DATA SHOWN below:
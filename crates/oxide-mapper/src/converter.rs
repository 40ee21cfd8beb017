//! Bidirectional converters between raw cells and typed values.
//!
//! A converter is pure: `decode` turns a cell read from a row into a typed
//! value, `encode` turns a typed value back into a `SqlValue` for binding.
//! For every non-null value `decode(&encode(v)) == v`.

use std::collections::BTreeSet;
use std::marker::PhantomData;
use std::sync::Arc;

use chrono::{NaiveDate, NaiveDateTime, NaiveTime};
use oxide_bind::SqlValue;
use uuid::Uuid;

use crate::error::ConvertError;
use crate::registry::SqlEnum;

/// Maps between a raw cell and a typed value.
pub trait Converter<T>: Send + Sync {
    /// Converts a cell read from a row.
    ///
    /// # Errors
    ///
    /// Returns a [`ConvertError`] if the cell is null or of the wrong kind.
    fn decode(&self, cell: &SqlValue) -> Result<T, ConvertError>;

    /// Converts a value for binding.
    fn encode(&self, value: &T) -> SqlValue;
}

type DecodeFn<T> = dyn Fn(&SqlValue) -> Result<T, ConvertError> + Send + Sync;
type EncodeFn<T> = dyn Fn(&T) -> SqlValue + Send + Sync;

/// A converter built from a pair of functions.
///
/// ```rust
/// use oxide_bind::SqlValue;
/// use oxide_mapper::{Converter, SimpleConverter};
///
/// let shouting = SimpleConverter::new(
///     |cell| match cell {
///         SqlValue::Text(s) => Ok(s.to_lowercase()),
///         other => Err(oxide_mapper::ConvertError::TypeMismatch {
///             expected: "text",
///             found: other.kind(),
///         }),
///     },
///     |value: &String| SqlValue::Text(value.to_uppercase()),
/// );
/// assert_eq!(shouting.encode(&String::from("abc")), SqlValue::Text(String::from("ABC")));
/// ```
pub struct SimpleConverter<T> {
    decode: Box<DecodeFn<T>>,
    encode: Box<EncodeFn<T>>,
}

impl<T> SimpleConverter<T> {
    /// Creates a converter from a decode and an encode function.
    pub fn new<D, E>(decode: D, encode: E) -> Self
    where
        D: Fn(&SqlValue) -> Result<T, ConvertError> + Send + Sync + 'static,
        E: Fn(&T) -> SqlValue + Send + Sync + 'static,
    {
        Self {
            decode: Box::new(decode),
            encode: Box::new(encode),
        }
    }
}

impl<T> Converter<T> for SimpleConverter<T> {
    fn decode(&self, cell: &SqlValue) -> Result<T, ConvertError> {
        (self.decode)(cell)
    }

    fn encode(&self, value: &T) -> SqlValue {
        (self.encode)(value)
    }
}

fn mismatch(expected: &'static str, cell: &SqlValue) -> ConvertError {
    if cell.is_null() {
        ConvertError::UnexpectedNull
    } else {
        ConvertError::TypeMismatch {
            expected,
            found: cell.kind(),
        }
    }
}

pub(crate) fn bool_converter() -> SimpleConverter<bool> {
    SimpleConverter::new(
        |cell| match cell {
            SqlValue::Bool(b) => Ok(*b),
            SqlValue::Int(n) => Ok(*n != 0),
            other => Err(mismatch("bool", other)),
        },
        |value| SqlValue::Bool(*value),
    )
}

pub(crate) fn i64_converter() -> SimpleConverter<i64> {
    SimpleConverter::new(
        |cell| match cell {
            SqlValue::Int(n) => Ok(*n),
            other => Err(mismatch("int", other)),
        },
        |value| SqlValue::Int(*value),
    )
}

pub(crate) fn i32_converter() -> SimpleConverter<i32> {
    SimpleConverter::new(
        |cell| match cell {
            SqlValue::Int(n) => {
                i32::try_from(*n).map_err(|_| ConvertError::Parse(format!("{n} overflows i32")))
            }
            other => Err(mismatch("int", other)),
        },
        |value| SqlValue::Int(i64::from(*value)),
    )
}

#[allow(clippy::cast_precision_loss)]
pub(crate) fn f64_converter() -> SimpleConverter<f64> {
    SimpleConverter::new(
        |cell| match cell {
            SqlValue::Float(f) => Ok(*f),
            SqlValue::Int(n) => Ok(*n as f64),
            other => Err(mismatch("float", other)),
        },
        |value| SqlValue::Float(*value),
    )
}

pub(crate) fn string_converter() -> SimpleConverter<String> {
    SimpleConverter::new(
        |cell| match cell {
            SqlValue::Text(s) => Ok(s.clone()),
            other => Err(mismatch("text", other)),
        },
        |value| SqlValue::Text(value.clone()),
    )
}

pub(crate) fn bytes_converter() -> SimpleConverter<Vec<u8>> {
    SimpleConverter::new(
        |cell| match cell {
            SqlValue::Blob(b) => Ok(b.clone()),
            other => Err(mismatch("blob", other)),
        },
        |value| SqlValue::Blob(value.clone()),
    )
}

pub(crate) fn date_converter() -> SimpleConverter<NaiveDate> {
    SimpleConverter::new(
        |cell| match cell {
            SqlValue::Date(d) => Ok(*d),
            SqlValue::Text(s) => NaiveDate::parse_from_str(s, "%Y-%m-%d")
                .map_err(|e| ConvertError::Parse(format!("date '{s}': {e}"))),
            other => Err(mismatch("date", other)),
        },
        |value| SqlValue::Date(*value),
    )
}

pub(crate) fn time_converter() -> SimpleConverter<NaiveTime> {
    SimpleConverter::new(
        |cell| match cell {
            SqlValue::Time(t) => Ok(*t),
            SqlValue::Text(s) => NaiveTime::parse_from_str(s, "%H:%M:%S%.f")
                .map_err(|e| ConvertError::Parse(format!("time '{s}': {e}"))),
            other => Err(mismatch("time", other)),
        },
        |value| SqlValue::Time(*value),
    )
}

pub(crate) fn timestamp_converter() -> SimpleConverter<NaiveDateTime> {
    SimpleConverter::new(
        |cell| match cell {
            SqlValue::Timestamp(ts) => Ok(*ts),
            SqlValue::Text(s) => parse_timestamp(s),
            other => Err(mismatch("timestamp", other)),
        },
        |value| SqlValue::Timestamp(*value),
    )
}

/// Accepts both the space and the ISO `T` separator.
fn parse_timestamp(s: &str) -> Result<NaiveDateTime, ConvertError> {
    NaiveDateTime::parse_from_str(s, "%Y-%m-%d %H:%M:%S%.f")
        .or_else(|_| NaiveDateTime::parse_from_str(s, "%Y-%m-%dT%H:%M:%S%.f"))
        .map_err(|e| ConvertError::Parse(format!("timestamp '{s}': {e}")))
}

pub(crate) fn uuid_converter() -> SimpleConverter<Uuid> {
    SimpleConverter::new(
        |cell| match cell {
            SqlValue::Text(s) => {
                Uuid::parse_str(s).map_err(|e| ConvertError::Parse(format!("uuid '{s}': {e}")))
            }
            SqlValue::Blob(b) => {
                Uuid::from_slice(b).map_err(|e| ConvertError::Parse(format!("uuid: {e}")))
            }
            other => Err(mismatch("uuid", other)),
        },
        |value| SqlValue::Text(value.hyphenated().to_string()),
    )
}

/// Wraps a converter so that null cells map to `None`.
pub struct OptionalConverter<T> {
    inner: Arc<dyn Converter<T>>,
}

impl<T> OptionalConverter<T> {
    /// Wraps `inner`.
    pub fn new(inner: Arc<dyn Converter<T>>) -> Self {
        Self { inner }
    }
}

impl<T> Converter<Option<T>> for OptionalConverter<T> {
    fn decode(&self, cell: &SqlValue) -> Result<Option<T>, ConvertError> {
        if cell.is_null() {
            Ok(None)
        } else {
            self.inner.decode(cell).map(Some)
        }
    }

    fn encode(&self, value: &Option<T>) -> SqlValue {
        value
            .as_ref()
            .map_or(SqlValue::Null, |v| self.inner.encode(v))
    }
}

/// Stores an enum as its name.
pub struct EnumConverter<E> {
    _marker: PhantomData<fn() -> E>,
}

impl<E> EnumConverter<E> {
    /// Creates a converter for `E`.
    #[must_use]
    pub const fn new() -> Self {
        Self {
            _marker: PhantomData,
        }
    }
}

impl<E> Default for EnumConverter<E> {
    fn default() -> Self {
        Self::new()
    }
}

impl<E: SqlEnum> Converter<E> for EnumConverter<E> {
    fn decode(&self, cell: &SqlValue) -> Result<E, ConvertError> {
        match cell {
            SqlValue::Text(s) => E::from_name(s).ok_or_else(|| ConvertError::UnknownEnumToken {
                token: s.clone(),
                type_name: E::TYPE_NAME,
            }),
            other => Err(mismatch("text", other)),
        }
    }

    fn encode(&self, value: &E) -> SqlValue {
        SqlValue::Text(value.name().to_string())
    }
}

/// Stores a set of enums as element names joined by a delimiter.
///
/// The empty set is stored as the empty string and decodes back to the
/// empty set. Element names must be non-empty and free of the delimiter;
/// [`sql_enum!`](crate::sql_enum) enforces this for `|` at compile time.
/// An element converter that does not encode to text is bypassed and the
/// variant name stored instead.
pub struct EnumSetConverter<E> {
    element: Arc<dyn Converter<E>>,
    delimiter: char,
}

impl<E> EnumSetConverter<E> {
    /// The delimiter used by inferred converters.
    pub const DEFAULT_DELIMITER: char = '|';

    /// Builds a set converter over `element`.
    pub fn new(element: Arc<dyn Converter<E>>, delimiter: char) -> Self {
        Self { element, delimiter }
    }
}

impl<E: SqlEnum + Ord> Converter<BTreeSet<E>> for EnumSetConverter<E> {
    fn decode(&self, cell: &SqlValue) -> Result<BTreeSet<E>, ConvertError> {
        let text = match cell {
            SqlValue::Text(s) => s,
            other => return Err(mismatch("text", other)),
        };
        if text.is_empty() {
            return Ok(BTreeSet::new());
        }
        text.split(self.delimiter)
            .map(|token| self.element.decode(&SqlValue::Text(token.to_string())))
            .collect()
    }

    fn encode(&self, value: &BTreeSet<E>) -> SqlValue {
        let names: Vec<String> = value
            .iter()
            .map(|e| match self.element.encode(e) {
                SqlValue::Text(s) => s,
                _ => e.name().to_string(),
            })
            .collect();
        SqlValue::Text(names.join(&self.delimiter.to_string()))
    }
}

#[cfg(test)]
mod tests {
    use super::*;
    use crate::sql_enum;

    sql_enum! {
        enum ThreadState {
            New = "NEW",
            Runnable = "RUNNABLE",
            Waiting = "WAITING",
        }
    }

    fn enum_set() -> EnumSetConverter<ThreadState> {
        EnumSetConverter::new(
            Arc::new(EnumConverter::<ThreadState>::new()),
            EnumSetConverter::<ThreadState>::DEFAULT_DELIMITER,
        )
    }

    fn text(s: &str) -> SqlValue {
        SqlValue::Text(s.to_string())
    }

    #[test]
    fn test_enum_set_encoding() {
        let converter = enum_set();
        assert_eq!(converter.encode(&BTreeSet::new()), text(""));
        assert_eq!(
            converter.encode(&BTreeSet::from([ThreadState::Runnable])),
            text("RUNNABLE")
        );
        assert_eq!(
            converter.encode(&BTreeSet::from([ThreadState::Waiting, ThreadState::Runnable])),
            text("RUNNABLE|WAITING")
        );
    }

    #[test]
    fn test_enum_set_decoding() {
        let converter = enum_set();
        assert_eq!(converter.decode(&text("")).unwrap(), BTreeSet::new());
        assert_eq!(
            converter.decode(&text("RUNNABLE|WAITING")).unwrap(),
            BTreeSet::from([ThreadState::Runnable, ThreadState::Waiting])
        );
    }

    #[test]
    fn test_enum_set_round_trip() {
        let converter = enum_set();
        for set in [
            BTreeSet::new(),
            BTreeSet::from([ThreadState::New]),
            BTreeSet::from([ThreadState::New, ThreadState::Runnable, ThreadState::Waiting]),
        ] {
            assert_eq!(converter.decode(&converter.encode(&set)).unwrap(), set);
        }
    }

    #[test]
    fn test_enum_set_custom_delimiter() {
        let converter = EnumSetConverter::new(Arc::new(EnumConverter::<ThreadState>::new()), ',');
        let set = BTreeSet::from([ThreadState::New, ThreadState::Waiting]);
        assert_eq!(converter.encode(&set), text("NEW,WAITING"));
        assert_eq!(converter.decode(&text("NEW,WAITING")).unwrap(), set);
    }

    #[test]
    fn test_enum_set_stores_names_for_non_text_elements() {
        let by_index = SimpleConverter::new(
            |cell: &SqlValue| match cell {
                SqlValue::Int(0) => Ok(ThreadState::New),
                _ => Ok(ThreadState::Waiting),
            },
            |state: &ThreadState| SqlValue::Int(i64::from(*state != ThreadState::New)),
        );
        let converter = EnumSetConverter::new(Arc::new(by_index), '|');
        assert_eq!(
            converter.encode(&BTreeSet::from([ThreadState::New, ThreadState::Waiting])),
            text("NEW|WAITING")
        );
    }

    #[test]
    fn test_enum_set_unknown_token() {
        let err = enum_set().decode(&text("RUNNABLE|SLEEPING")).unwrap_err();
        assert_eq!(
            err,
            ConvertError::UnknownEnumToken {
                token: String::from("SLEEPING"),
                type_name: "ThreadState",
            }
        );
    }

    #[test]
    fn test_optional_converter() {
        let converter = OptionalConverter::new(Arc::new(i64_converter()));
        assert_eq!(converter.decode(&SqlValue::Null).unwrap(), None);
        assert_eq!(converter.decode(&SqlValue::Int(4)).unwrap(), Some(4));
        assert_eq!(converter.encode(&None), SqlValue::Null);
        assert_eq!(converter.encode(&Some(4)), SqlValue::Int(4));
    }

    #[test]
    fn test_null_into_required_value() {
        assert_eq!(
            string_converter().decode(&SqlValue::Null).unwrap_err(),
            ConvertError::UnexpectedNull
        );
        assert_eq!(
            i64_converter().decode(&text("x")).unwrap_err(),
            ConvertError::TypeMismatch {
                expected: "int",
                found: "text"
            }
        );
    }

    #[test]
    fn test_sqlite_storage_forms() {
        assert!(bool_converter().decode(&SqlValue::Int(1)).unwrap());
        assert_eq!(f64_converter().decode(&SqlValue::Int(3)).unwrap(), 3.0);
        let ts = timestamp_converter()
            .decode(&text("2015-03-01 10:30:00.5"))
            .unwrap();
        assert_eq!(ts.to_string(), "2015-03-01 10:30:00.500");
        assert!(timestamp_converter()
            .decode(&text("2015-03-01T10:30:00"))
            .is_ok());
        assert!(i32_converter().decode(&SqlValue::Int(i64::MAX)).is_err());
    }

    #[test]
    fn test_primitive_round_trips() {
        let date = NaiveDate::from_ymd_opt(2020, 2, 29).unwrap();
        let time = NaiveTime::from_hms_milli_opt(23, 59, 1, 5).unwrap();
        let id = Uuid::new_v4();
        assert!(bool_converter().decode(&bool_converter().encode(&true)).unwrap());
        assert_eq!(i32_converter().decode(&i32_converter().encode(&-7)).unwrap(), -7);
        assert_eq!(
            bytes_converter()
                .decode(&bytes_converter().encode(&vec![0, 255]))
                .unwrap(),
            vec![0, 255]
        );
        assert_eq!(date_converter().decode(&date_converter().encode(&date)).unwrap(), date);
        assert_eq!(time_converter().decode(&time_converter().encode(&time)).unwrap(), time);
        assert_eq!(uuid_converter().decode(&uuid_converter().encode(&id)).unwrap(), id);
    }
}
End of DATA SHOWN.
▶ **WHAT THIS TASK INVOLVES**
Only lines that hold the string "DecodeFn" belong in the answer, so copy every one of them from the records.

▶ **REPLY**
type DecodeFn<T> = dyn Fn(&SqlValue) -> Result<T, ConvertError> + Send + Sync;
    decode: Box<DecodeFn<T>>,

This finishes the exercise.